Secondly, about the Doorkeepers, particularly in Divisions, we have the Aye and No Lobbies all going the same way. I do not want to get into the conga line and the keyboards and all the rest of it, but at the other end, Whips stand behind the doors that are open to act as a shielding mechanism while they are counted, but the Doorkeepers are just left to ref the situation. If I can be blunt, not all Members are very courteous to Doorkeepers. They are not always the most helpful or the most polite.
I wonder if any thought has been given to whether, particularly at the bottom end of the Chamber behind the Speaker’s Chair, there could be anything built to allow Doorkeepers to be a bit more protected than they are now. I am truly astonished by some of the behaviour of Members towards Doorkeepers. They are all fantastic and are there to look after us, but not all Members seem to understand that. I worry about the risk we are putting them in by kettling behind the Speaker’s Chair, particularly in Divisions.
Dr Benger: There is quite a lot there. They are really good and helpful points. I will take them as I can.
We do not really see what happens behind us, so it is always a surprise to hear abut things going on there. That is something I can raise with the Serjeant. If there are people congregating behind the Chair and not observing social distancing, they should not be. If that message got through to the Speaker, he would certainly take a very dim view of it. I will follow that up.
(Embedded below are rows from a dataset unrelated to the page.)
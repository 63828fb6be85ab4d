use crate::error::Result;
use crate::io::BlockStorage;
use crate::node::FileHeader;
use crate::SECTOR_SIZE;

use std::cmp::min;

/// An open file: the sector holding its header, an in-memory copy of that
/// header, and a seek position. The handle does not own the disk, so every
/// transfer borrows it from the caller.
///
/// Files have a fixed size chosen at creation. Reads and writes stop at the
/// end of the file rather than growing it.
#[derive(Debug, Clone)]
pub struct OpenFile {
    sector: i32,
    header: FileHeader,
    position: usize,
}

impl OpenFile {
    /// Opens the file whose header is stored at `sector`.
    pub fn open<D: BlockStorage + ?Sized>(dev: &mut D, sector: i32) -> Result<Self> {
        Ok(Self {
            sector,
            header: FileHeader::fetch_from(dev, sector)?,
            position: 0,
        })
    }

    pub fn sector(&self) -> i32 {
        self.sector
    }

    pub fn length(&self) -> usize {
        self.header.file_length()
    }

    pub fn position(&self) -> usize {
        self.position
    }

    pub fn seek(&mut self, position: usize) {
        self.position = position;
    }

    /// Reads from the current position and advances it by the bytes read.
    pub fn read<D: BlockStorage + ?Sized>(&mut self, dev: &mut D, buf: &mut [u8]) -> Result<usize> {
        let read = self.read_at(dev, buf, self.position)?;
        self.position += read;
        Ok(read)
    }

    /// Writes at the current position and advances it by the bytes written.
    pub fn write<D: BlockStorage + ?Sized>(&mut self, dev: &mut D, buf: &[u8]) -> Result<usize> {
        let written = self.write_at(dev, buf, self.position)?;
        self.position += written;
        Ok(written)
    }

    pub fn read_at<D>(&self, dev: &mut D, buf: &mut [u8], position: usize) -> Result<usize>
    where
        D: BlockStorage + ?Sized,
    {
        let length = self.length();
        if position >= length || buf.is_empty() {
            return Ok(0);
        }
        let end = min(position + buf.len(), length);
        let mut start = position;
        let mut read_size = 0usize;
        let mut sector_buf = [0u8; SECTOR_SIZE];
        while start < end {
            let in_sector = start % SECTOR_SIZE;
            let chunk = min(end - start, SECTOR_SIZE - in_sector);
            let sector = self.header.byte_to_sector(dev, start)?;
            dev.read_sector(sector as usize, &mut sector_buf)?;
            buf[read_size..read_size + chunk]
                .copy_from_slice(&sector_buf[in_sector..in_sector + chunk]);
            read_size += chunk;
            start += chunk;
        }
        Ok(read_size)
    }

    pub fn write_at<D>(&self, dev: &mut D, buf: &[u8], position: usize) -> Result<usize>
    where
        D: BlockStorage + ?Sized,
    {
        let length = self.length();
        if position >= length || buf.is_empty() {
            return Ok(0);
        }
        let end = min(position + buf.len(), length);
        let mut start = position;
        let mut write_size = 0usize;
        let mut sector_buf = [0u8; SECTOR_SIZE];
        while start < end {
            let in_sector = start % SECTOR_SIZE;
            let chunk = min(end - start, SECTOR_SIZE - in_sector);
            let sector = self.header.byte_to_sector(dev, start)? as usize;
            // Partial sectors keep the bytes around the written range.
            if chunk < SECTOR_SIZE {
                dev.read_sector(sector, &mut sector_buf)?;
            }
            sector_buf[in_sector..in_sector + chunk]
                .copy_from_slice(&buf[write_size..write_size + chunk]);
            dev.write_sector(sector, &sector_buf)?;
            write_size += chunk;
            start += chunk;
        }
        Ok(write_size)
    }
}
I like the idea of a protected area for our Doorkeepers, who do a fantastic job—I completely agree with you. You are absolutely right that not all Members are observing social distancing as well as the majority are. The Reasons Room is there as well, which Doorkeepers are welcome to use during Divisions and they know that, but I would like to look into getting a better protective area for them.[3]
You may know—you may be coming on to this—that the Speaker remains troubled by congestion during Divisions. Anecdotally, it has become better in the last week or so. We have noticed that Members are observing social distancing better. The Whips are more actively engaged. Doorkeepers are being listened to. So, it has improved, but it is still a high-risk activity as far as we are concerned.
The Speaker has let Members know that he still wants to explore ways of making that procedure safer. There are a couple of different ideas floating around, but one of them is to not have both Lobbies pouring out of the same place and to find somewhere else to have one of the Lobbies. That is one idea that he has put in a letter to all Members, I believe.
Q403 Chris Elmore: Has any thought been given to this idea? At the minute, all Members come in through the Members’ Lobby, either up the Members’ stairwell or through Central Lobby. In the old days, which feels about 100 years ago now, we used to have two ways of going into the Lobby and so did not have such a sheer volume of Members going out into one area. Is that being looked at in terms of the volume of people? In other words, we would go back to having the Aye and No Lobbies being where they are now, but Members who were voting one way would go up and around and out one way rather than having Members all congregating behind the Speaker’s Chair. Surely that would mean there would be fewer people kettling in that one place.
Dr Benger: That is the problematic area. You are right. But I am not sure that whichever way you do it, you will not still get that bottleneck, whether it is at the beginning or at the end, even if they are going in different directions. We have had queue experts in to advise us. They model the flows of people. Surprisingly, there are such people. They exist.
Chris Elmore: I do not doubt that for a minute.
Dr Benger: They have advised us. There is a view that if we can get a second Lobby that is within range—of course, it has to be within a reasonable distance of Members’ offices—that might be a better bet than the existing configuration. I do not know whether you have anything to add, Matthew.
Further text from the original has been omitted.